The accused, identified as Jatindra Ram (41), a resident of Haryana’s Yamunanagar district, was arrested from a restaurant on Delhi road in Saharanpur. According to the STF, Jatindra was wanted in a case registered at Masuri police station, Ghaziabad Commissionerate, in connection with an alleged multi-crore investment scam.
During interrogation, Jatindra told investigators that he was the kingpin of the racket and named Mohit Rana, Gaurav Singh and Geeta Hazarika among his main accomplices.
According to the STF, the gang allegedly created a façade of legitimacy by setting up a trading training entity called EduKandle, registered in Dehradun. Through social media campaigns, seminars and a wide network of agents across multiple states, the syndicate allegedly persuaded people to invest sums starting from ₹50,000 and above, promising unusually high returns.

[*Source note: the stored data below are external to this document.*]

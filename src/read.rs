//! Tools for reading a JAR (or any ZIP archive), and the archives inside it.
//!
//! To start reading, open a [`JarFile`] from a file or a buffer.
//!
//! [`JarFile`]: struct.JarFile.html

use std::sync::OnceLock;

use camino::Utf8Path;
use indexmap::{map, IndexMap};
use log::*;

use crate::ascii::AsciiBytes;
use crate::data::ByteRange;
use crate::entry::JarEntry;
use crate::eocd::CentralDirectoryEndRecord;
use crate::header::FileHeader;
use crate::manifest::{Manifest, MANIFEST_NAME};
use crate::nested::NestedPath;
use crate::parser::{CentralDirectoryParser, CentralDirectoryVisitor};
use crate::result::*;

/// An archive, indexed by entry name
///
/// The index is built once, when the archive is opened,
/// and never changes afterward. Opening fails if the archive's
/// directory structure is broken; problems with individual entries' data
/// only come up when you read those entries.
///
/// `JarFile`s are `Send` and `Sync`, as are their entries.
pub struct JarFile {
    /// Where this archive is: a file, or an entry in some other archive
    location: NestedPath,
    /// The archive's bytes, minus anything prepended to it
    data: ByteRange,
    end_record: CentralDirectoryEndRecord,
    /// Entries by name, in central directory order
    entries: IndexMap<AsciiBytes, JarEntry>,
    manifest: OnceLock<Option<Manifest>>,
}

impl JarFile {
    /// Reads an archive from the given bytes.
    ///
    /// ```no_run
    /// # use nestjar::*;
    /// let bytes = std::fs::read("app.jar")?;
    /// let jar = JarFile::new(ByteRange::new(bytes))?;
    /// # Ok::<(), Box<dyn std::error::Error>>(())
    /// ```
    ///
    /// Arbitrary data (a launcher script, say) may precede the archive.
    pub fn new(data: ByteRange) -> JarResult<Self> {
        Self::with_location(data, NestedPath::new(""))
    }

    /// Memory-maps and reads the archive at `path`.
    ///
    /// ```no_run
    /// # use nestjar::*;
    /// let jar = JarFile::open("app.jar")?;
    /// let inner = jar.nested_jar_by_name("BOOT-INF/lib/inner.jar")?;
    /// # Ok::<(), Box<dyn std::error::Error>>(())
    /// ```
    pub fn open<P: AsRef<Utf8Path>>(path: P) -> JarResult<Self> {
        let path = path.as_ref();
        Self::with_location(ByteRange::open(path)?, NestedPath::new(path))
    }

    /// Opens the archive a [`NestedPath`] names,
    /// descending through each of its entries from the outermost archive.
    pub fn open_nested(path: &NestedPath) -> JarResult<Self> {
        let mut jar = Self::open(path.archive())?;
        for entry in path.entries() {
            jar = jar.nested_jar_by_name(entry)?;
        }
        Ok(jar)
    }

    fn with_location(source: ByteRange, location: NestedPath) -> JarResult<Self> {
        // Only check where the outermost archive starts.
        // Nested ones were found via their parent's (validated) directory.
        let validate_start = location.depth() == 0;

        let mut index = EntryIndex::default();
        let (data, end_record) = CentralDirectoryParser::new()
            .add_visitor(&mut index)
            .parse(&source, validate_start)?;

        let entries: IndexMap<AsciiBytes, JarEntry> = index
            .headers
            .into_iter()
            .map(|(name, header)| (name, JarEntry::new(header, data.clone())))
            .collect();
        debug!("Indexed {} entries in {}", entries.len(), location);

        Ok(Self {
            location,
            data,
            end_record,
            entries,
            manifest: OnceLock::new(),
        })
    }

    /// Where this archive is
    pub fn location(&self) -> &NestedPath {
        &self.location
    }

    /// The archive's bytes, not including any data prepended to it
    pub fn data(&self) -> &ByteRange {
        &self.data
    }

    pub fn end_record(&self) -> &CentralDirectoryEndRecord {
        &self.end_record
    }

    /// The archive comment
    pub fn comment(&self) -> &[u8] {
        self.end_record.comment()
    }

    /// Number of (uniquely named) entries
    pub fn len(&self) -> usize {
        self.entries.len()
    }

    pub fn is_empty(&self) -> bool {
        self.entries.is_empty()
    }

    /// Iterates over the entries in central directory order.
    ///
    /// If several entries share a name, only the first is here.
    pub fn entries(&self) -> map::Values<'_, AsciiBytes, JarEntry> {
        self.entries.values()
    }

    /// Looks up an entry by name.
    pub fn get_entry(&self, name: &str) -> Option<&JarEntry> {
        self.entries.get(name)
    }

    /// Looks up an entry by name, failing with
    /// [`JarError::EntryNotFound`] if there isn't one.
    pub fn entry(&self, name: &str) -> JarResult<&JarEntry> {
        self.get_entry(name)
            .ok_or_else(|| JarError::EntryNotFound(name.to_owned()))
    }

    /// Returns the archive's manifest, or `None` if it doesn't have one.
    ///
    /// The manifest is parsed the first time it's asked for.
    pub fn manifest(&self) -> JarResult<Option<&Manifest>> {
        if let Some(manifest) = self.manifest.get() {
            return Ok(manifest.as_ref());
        }
        let manifest = match self.get_entry(MANIFEST_NAME) {
            Some(entry) => Some(Manifest::parse(entry.contents()?.as_slice())?),
            None => None,
        };
        Ok(self.manifest.get_or_init(|| manifest).as_ref())
    }

    /// Opens an entry of this archive as an archive in its own right.
    ///
    /// Stored entries are viewed in place, sharing this archive's bytes;
    /// deflated ones have to be inflated into memory first.
    /// Either way, the new archive keeps those bytes alive as long as it lives,
    /// even if this archive is dropped.
    pub fn nested_jar(&self, entry: &JarEntry) -> JarResult<JarFile> {
        let location = self.location.join(entry.name().to_text());
        debug!("Opening nested archive {}", location);
        Self::with_location(entry.contents()?, location)
    }

    /// Shorthand for `nested_jar(entry(name)?)`
    pub fn nested_jar_by_name(&self, name: &str) -> JarResult<JarFile> {
        self.nested_jar(self.entry(name)?)
    }
}

impl std::fmt::Debug for JarFile {
    fn fmt(&self, f: &mut std::fmt::Formatter<'_>) -> std::fmt::Result {
        f.debug_struct("JarFile")
            .field("location", &self.location)
            .field("data", &self.data)
            .field("entries", &self.entries.len())
            .finish()
    }
}

/// Builds the name index as the central directory is parsed
#[derive(Default)]
struct EntryIndex {
    expected: u32,
    seen: u32,
    headers: IndexMap<AsciiBytes, FileHeader>,
}

impl CentralDirectoryVisitor for EntryIndex {
    fn visit_start(
        &mut self,
        end_record: &CentralDirectoryEndRecord,
        _central_directory: &ByteRange,
    ) -> JarResult<()> {
        self.expected = end_record.record_count();
        self.headers.reserve(self.expected as usize);
        Ok(())
    }

    fn visit_file_header(&mut self, header: &FileHeader, _record_offset: usize) -> JarResult<()> {
        self.seen += 1;
        match self.headers.entry(header.name.clone()) {
            map::Entry::Occupied(_) => {
                // First one wins, like most ZIP readers.
                warn!("Ignoring duplicate entry for {}", header.name);
            }
            map::Entry::Vacant(slot) => {
                slot.insert(header.clone());
            }
        }
        Ok(())
    }

    fn visit_end(&mut self) -> JarResult<()> {
        if self.seen != self.expected {
            return Err(JarError::Malformed(
                "Central directory record count doesn't match its end record",
            ));
        }
        Ok(())
    }
}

Investigators said investors were provided user IDs on an MT-5 application, which the STF claimed is not authorised for trading operations in India. Officials said the app remained fully controlled by the syndicate to mislead investors.
“The accused and his associates allegedly showed notional gains on the app to build trust. Some investors were even given small returns initially so that they would continue investing and bring in more people,” an STF officer said.
As per the STF’s press note, the syndicate’s main office was projected as SEA PRIME CAPITAL, purportedly shown as virtually registered on a European island. The STF suspects that funds collected from investors were converted into cryptocurrency and then transferred abroad, primarily to Dubai and Mauritius, where the accused allegedly acquired assets in local currencies to evade freezing and seizure by Indian agencies.
Officials also alleged that several bogus firms and shell companies were floated in India to layer and route the proceeds of crime. The STF said the accused claimed that the racket was run through more than 3,500 agents across the country, with over 30,000 investor IDs created and a managed fund size estimated at ₹700–800 crore.
The agency said the case may also attract provisions under the Foreign Exchange Management Act, 2000, and that a report is being sent to relevant enforcement agencies for further action.
Jatindra has been handed over to the local police in Ghaziabad Commissionerate for further legal proceedings, while efforts are underway to arrest the remaining absconding members of the syndicate.